Corporate

Adani, KKR, Edelweiss eye Mahindra Susten’s solar assets

Adani, KKR, Edelweiss eye Mahindra Susten’s solar assets

Adani, KKR, Edelweiss eye Mahindra Susten’s solar assets

Adani, KKR, Edelweiss eye Mahindra Susten’s solar assets – The Adani Group, private equity firm KKR and Edelweiss Infrastructure Yield Plus Fund have separately evinced interest in acquiring 810 megawatts (MW) solar projects of Mahindra Susten, the renewable business arm of Mahindra group, said two people conscious of the event.

The deal, potentially valued at about $530 million, is about to rank among the most important in India’s green energy space. It comes after CLP India emerged because of the final buyer of Mahindra Susten’s 160 MW solar assets that were placed on the block earlier.

“Mahindra Susten has put the projects up purchasable as there’s interest from the likes of Adani, KKR and Edelweiss,” said the primary of the 2 people cited above requesting anonymity.

This interest comes against the backdrop of India unveiling its next-generation power sector reforms that include privatization of electricity distribution companies (discoms) altogether eight union territories and a replacement tariff policy which proposes a cost-reflective tariff, penalty on unjustified power cuts and limiting cross-subsidies.
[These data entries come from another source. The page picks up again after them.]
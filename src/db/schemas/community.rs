//! Community policy document schema
//!
//! One document per community, holding the item catalog (storage location,
//! base cost, base cooldown) and the per-role access overrides. Wire field
//! names match the deployed document shape (`server_id`, `cookies`).

use std::collections::HashMap;

use bson::{doc, oid::ObjectId, Document};
use mongodb::options::IndexOptions;
use serde::{Deserialize, Serialize};

use crate::db::mongo::{IntoIndexes, MutMetadata};
use crate::db::schemas::Metadata;

/// Collection name for community policies
pub const COMMUNITY_COLLECTION: &str = "servers";

/// Wildcard access key matching every item type
pub const WILDCARD_ITEM: &str = "all";

/// Community policy document
#[derive(Serialize, Deserialize, Clone, Debug, Default)]
pub struct CommunityDoc {
    #[serde(skip_serializing_if = "Option::is_none")]
    pub _id: Option<ObjectId>,

    #[serde(default)]
    pub metadata: Metadata,

    /// Community identifier
    #[serde(rename = "server_id")]
    pub community_id: i64,

    /// Human-readable community name
    #[serde(rename = "server_name", default)]
    pub name: String,

    /// Item catalog keyed by item-type name
    #[serde(rename = "cookies", default)]
    pub items: HashMap<String, ItemConfig>,

    /// Role policies keyed by role identifier
    #[serde(default)]
    pub roles: HashMap<String, RolePolicy>,

    /// Whether access terms vary by role
    #[serde(default)]
    pub role_based: bool,

    /// Whether distribution is enabled for this community
    #[serde(default = "default_true")]
    pub enabled: bool,
}

/// Per-item base configuration
#[derive(Serialize, Deserialize, Clone, Debug, Default, PartialEq)]
pub struct ItemConfig {
    /// Storage location backing this item's stock
    pub directory: String,

    /// Base cost in points
    #[serde(default)]
    pub cost: i64,

    /// Base cooldown between claims, in hours
    #[serde(default)]
    pub cooldown: i64,

    /// Whether this item may be claimed at all
    #[serde(default = "default_true")]
    pub enabled: bool,
}

/// Role policy attached to a community, keyed by role identifier
#[derive(Serialize, Deserialize, Clone, Debug, Default)]
pub struct RolePolicy {
    /// Human-readable role name
    #[serde(default)]
    pub name: String,

    /// Access entries keyed by item-type name or [`WILDCARD_ITEM`].
    /// Absence of a key means "inherit base item config".
    #[serde(default)]
    pub access: HashMap<String, AccessRule>,
}

/// One access entry in a role policy.
///
/// Stored either as a bare bool (legacy permission flag) or as a structured
/// override object; the resolver only considers structured overrides when
/// picking the winning role.
#[derive(Serialize, Deserialize, Clone, Debug, PartialEq)]
#[serde(untagged)]
pub enum AccessRule {
    /// Bare permission flag with no terms attached
    Flag(bool),
    /// Structured override of the base item config
    Override(ItemOverride),
}

/// Sparse override of a base [`ItemConfig`]; absent fields inherit
#[derive(Serialize, Deserialize, Clone, Debug, Default, PartialEq)]
pub struct ItemOverride {
    #[serde(skip_serializing_if = "Option::is_none")]
    pub enabled: Option<bool>,

    #[serde(skip_serializing_if = "Option::is_none")]
    pub cost: Option<i64>,

    #[serde(skip_serializing_if = "Option::is_none")]
    pub cooldown: Option<i64>,

    /// Claims per user per day; -1 or absent means unlimited
    #[serde(skip_serializing_if = "Option::is_none")]
    pub daily_limit: Option<i64>,
}

fn default_true() -> bool {
    true
}

impl IntoIndexes for CommunityDoc {
    fn into_indices() -> Vec<(Document, Option<IndexOptions>)> {
        vec![(
            doc! { "server_id": 1 },
            Some(
                IndexOptions::builder()
                    .unique(true)
                    .name("server_id_unique".to_string())
                    .build(),
            ),
        )]
    }
}

impl MutMetadata for CommunityDoc {
    fn mut_metadata(&mut self) -> &mut Metadata {
        &mut self.metadata
    }
}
Mahindra Susten, which builds and sells solar energy projects, has commissioned over 967MW till date and has over 668MW of projects under execution. Spokespersons for Mahindra Susten and Edelweiss declined to comment. An Adani Group spokesperson in an emailed response said, “We don’t discuss market speculations.” Queries emailed to a KKR spokesperson on Monday night remained unanswered whilst one among the world’s strictest lockdown enforced by India to combat the coronavirus pandemic has led to a drop by the country’s power demand, interest in India’s renewable energy space continues.

The renewable energy industry has been facing a decent lending environment, mounting dues from utilities, and record low tariffs. Low solar and wind generation tariffs have made banks wary of lending to renewable energy developers as they’re unsure of the viability of the projects. India is running what it hopes will become the world’s largest clean energy program with the aim of getting 175GW of unpolluted energy capacity by 2022 as a part of its global climate change commitments as It plans to feature 100GW of solar capacity by 2022, including 40GW from rooftop projects.

The developers’ interest also reflects India’s per capita power consumption, which, at about 1149 kilowatt-hour (kWh), is among rock bottom within the world. As compared, the world’s per capita consumption is 3600 kWh. Analysts say that such transactions are excellent news for the world. “It may be a normal practice internationally for developers to sell projects after they need completed construction and de-risked investments. In fact, growing M&A may be a piece of positive news for the world because it brings in new capital from long-term investors and allows developers to recycle their capital to create new projects.

We expect many developers to be trying to find project sales because there are few other exit opportunities and that they got to release funds for brand spanking new developments with French energy giant Total SA as its venture partner, Adani Group, owned by the billionaire Gautam Adani, has been trying to find solar assets. KKR and Edelweiss Infrastructure Yield Plus Fund’s Sekura Energy Ltd have also been active in India’s clean energy space.